# TASK GOAL
Copy every line of the records below that holds the word "KinematicBody".

# MATERIAL FOR THE TASK

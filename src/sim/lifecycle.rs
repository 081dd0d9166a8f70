//! Asteroid spawning, splitting and hit settlement

use glam::Vec2;
use rand::Rng;

use super::collision::ProjectileHit;
use super::entity::{Asteroid, Entity, EntityId};
use super::sprite::SpriteSheet;
use super::state::{GameEvent, GameState};
use crate::consts::MAX_STAGE;

/// Asteroid count and stage for a level. Counts grow every other level while
/// the stage alternates between large and medium.
pub fn level_population(level: u32) -> (usize, u8) {
    let level = level.max(1);
    let count = ((level - 1) / 2 + 1) as usize;
    let stage = MAX_STAGE - (level % 2) as u8;
    (count, stage)
}

/// Spawn the current level's asteroids at random positions, headings and speeds
pub fn spawn_level(state: &mut GameState) {
    let (count, stage) = level_population(state.level);
    let bounds = state.bounds();
    let visual = state.settings.sprites.asteroid(stage);
    let (min_speed, max_speed) = (state.settings.asteroid_min_speed, state.settings.asteroid_max_speed);

    for _ in 0..count {
        let direction = state.rng.random_range(0.0..360.0);
        let speed = state.rng.random_range(min_speed..max_speed);
        let pos = Vec2::new(
            state.rng.random_range(0.0..bounds.width),
            state.rng.random_range(0.0..bounds.height),
        );
        let id = state.next_entity_id();
        state.asteroids.push(Asteroid::new(id, stage, pos, direction, speed, &visual));
    }

    log::info!("Level {}: spawned {} stage-{} asteroids", state.level, count, stage);
}

/// Break an asteroid into two of the next smaller stage. Both children start
/// at the parent's position with its speed, veering `split_angle` degrees to
/// either side of its heading. Stage 1 asteroids leave nothing behind.
pub fn split(parent: &Asteroid, ids: [EntityId; 2], split_angle: f32, sprites: &SpriteSheet) -> Option<[Asteroid; 2]> {
    if !parent.can_split() {
        return None;
    }

    let stage = parent.stage - 1;
    let visual = sprites.asteroid(stage);
    let direction = parent.direction();
    let speed = parent.speed();

    Some([
        Asteroid::new(ids[0], stage, parent.pos(), direction - split_angle, speed, &visual),
        Asteroid::new(ids[1], stage, parent.pos(), direction + split_angle, speed, &visual),
    ])
}

/// Apply projectile hits: score, split, then remove struck asteroids and spent
/// shots. Children join the live set only after every hit is settled.
/// Returns the number of asteroids destroyed.
pub fn settle_hits(state: &mut GameState, hits: &[ProjectileHit]) -> usize {
    if hits.is_empty() {
        return 0;
    }

    let mut children: Vec<Asteroid> = Vec::with_capacity(hits.len() * 2);
    let mut destroyed = 0;

    for hit in hits {
        let Some(parent) = state.asteroids.iter().find(|a| a.id == hit.asteroid).cloned() else {
            continue;
        };

        destroyed += 1;
        state.score += state.settings.asteroid_score;
        state.events.push(GameEvent::AsteroidDestroyed {
            id: parent.id,
            stage: parent.stage,
            pos: parent.pos(),
        });
        log::debug!(
            "Shot {} destroyed asteroid {} (stage {}), score {}",
            hit.projectile,
            parent.id,
            parent.stage,
            state.score
        );

        if parent.can_split() {
            let ids = [state.next_entity_id(), state.next_entity_id()];
            if let Some(pair) = split(&parent, ids, state.settings.split_angle, &state.settings.sprites) {
                state.events.push(GameEvent::AsteroidSplit {
                    parent: parent.id,
                    children: ids,
                });
                children.extend(pair);
            }
        }

        if let Some(shot) = state.projectiles.iter_mut().find(|p| p.id == hit.projectile) {
            shot.kill();
        }
    }

    state.asteroids.retain(|a| !hits.iter().any(|h| h.asteroid == a.id));
    state.projectiles.retain(|p| !p.is_removable());
    state.asteroids.extend(children);

    destroyed
}

#[cfg(test)]
mod tests {
    use super::*;
    use crate::sim::body::KinematicBody;
    use crate::sim::entity::Projectile;
    use crate::sim::sprite::Visual;
    use proptest::prelude::*;

    fn rock(id: EntityId, stage: u8, direction: f32, speed: f32) -> Asteroid {
        Asteroid::new(id, stage, Vec2::new(200.0, 150.0), direction, speed, &SpriteSheet::default().asteroid(stage))
    }

    fn angle_diff(a: f32, b: f32) -> f32 {
        (a - b + 540.0).rem_euclid(360.0) - 180.0
    }

    #[test]
    fn test_level_population() {
        assert_eq!(level_population(1), (1, 2));
        assert_eq!(level_population(2), (1, 3));
        assert_eq!(level_population(3), (2, 2));
        assert_eq!(level_population(4), (2, 3));
        assert_eq!(level_population(7), (4, 2));
        assert_eq!(level_population(0), (1, 2));
    }

    #[test]
    fn test_split_large_into_two_medium() {
        let parent = rock(1, 3, 30.0, 3.0);
        let [a, b] = split(&parent, [2, 3], 65.0, &SpriteSheet::default()).unwrap();
        assert_eq!((a.stage, b.stage), (2, 2));
        assert_eq!((a.id, b.id), (2, 3));
        assert_eq!(a.pos(), parent.pos());
        assert!((angle_diff(a.direction(), -35.0)).abs() < 1e-3);
        assert!((angle_diff(b.direction(), 95.0)).abs() < 1e-3);
        assert!((a.speed() - 3.0).abs() < 1e-4);
        assert_eq!(a.radius(), SpriteSheet::default().asteroid_medium.radius);
    }

    #[test]
    fn test_split_small_yields_nothing() {
        assert!(split(&rock(1, 1, 0.0, 2.0), [2, 3], 65.0, &SpriteSheet::default()).is_none());
    }

    #[test]
    fn test_settle_scores_splits_and_defers_children() {
        let mut state = GameState::new(3);
        state.asteroids.clear();
        state.asteroids.push(rock(100, 3, 0.0, 2.0));
        state.asteroids.push(rock(101, 1, 0.0, 2.0));
        let shot_visual = Visual::new(4.0, 4.0, 2.0);
        for id in [200, 201, 202] {
            state.projectiles.push(Projectile {
                id,
                body: KinematicBody::new(Vec2::ZERO, Vec2::ZERO, &shot_visual),
                ttl_ticks: 30,
                dead: false,
            });
        }

        let hits = [
            ProjectileHit { projectile: 200, asteroid: 100 },
            ProjectileHit { projectile: 202, asteroid: 101 },
        ];
        assert_eq!(settle_hits(&mut state, &hits), 2);

        assert_eq!(state.score, 200);
        let stages: Vec<u8> = state.asteroids.iter().map(|a| a.stage).collect();
        assert_eq!(stages, vec![2, 2]);
        let shots: Vec<EntityId> = state.projectiles.iter().map(|p| p.id).collect();
        assert_eq!(shots, vec![201]);
        assert_eq!(
            state.events.iter().filter(|e| matches!(e, GameEvent::AsteroidDestroyed { .. })).count(),
            2
        );
    }

    #[test]
    fn test_settle_nothing() {
        let mut state = GameState::new(3);
        let before = state.asteroids.len();
        assert_eq!(settle_hits(&mut state, &[]), 0);
        assert_eq!(state.asteroids.len(), before);
        assert_eq!(state.score, 0);
    }

    proptest! {
        #[test]
        fn prop_split_conserves_speed(direction in -180.0f32..180.0, speed in 0.5f32..8.0, stage in 2u8..=3) {
            let parent = rock(1, stage, direction, speed);
            let pre_dir = parent.direction();
            let [a, b] = split(&parent, [2, 3], 65.0, &SpriteSheet::default()).unwrap();
            for child in [&a, &b] {
                prop_assert_eq!(child.stage, stage - 1);
                prop_assert!((child.speed() - parent.speed()).abs() < 1e-3);
            }
            prop_assert!((angle_diff(a.direction(), pre_dir) + 65.0).abs() < 1e-2);
            prop_assert!((angle_diff(b.direction(), pre_dir) - 65.0).abs() < 1e-2);
        }
    }
}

# SOLUTION
    use crate::sim::body::KinematicBody;
                body: KinematicBody::new(Vec2::ZERO, Vec2::ZERO, &shot_visual),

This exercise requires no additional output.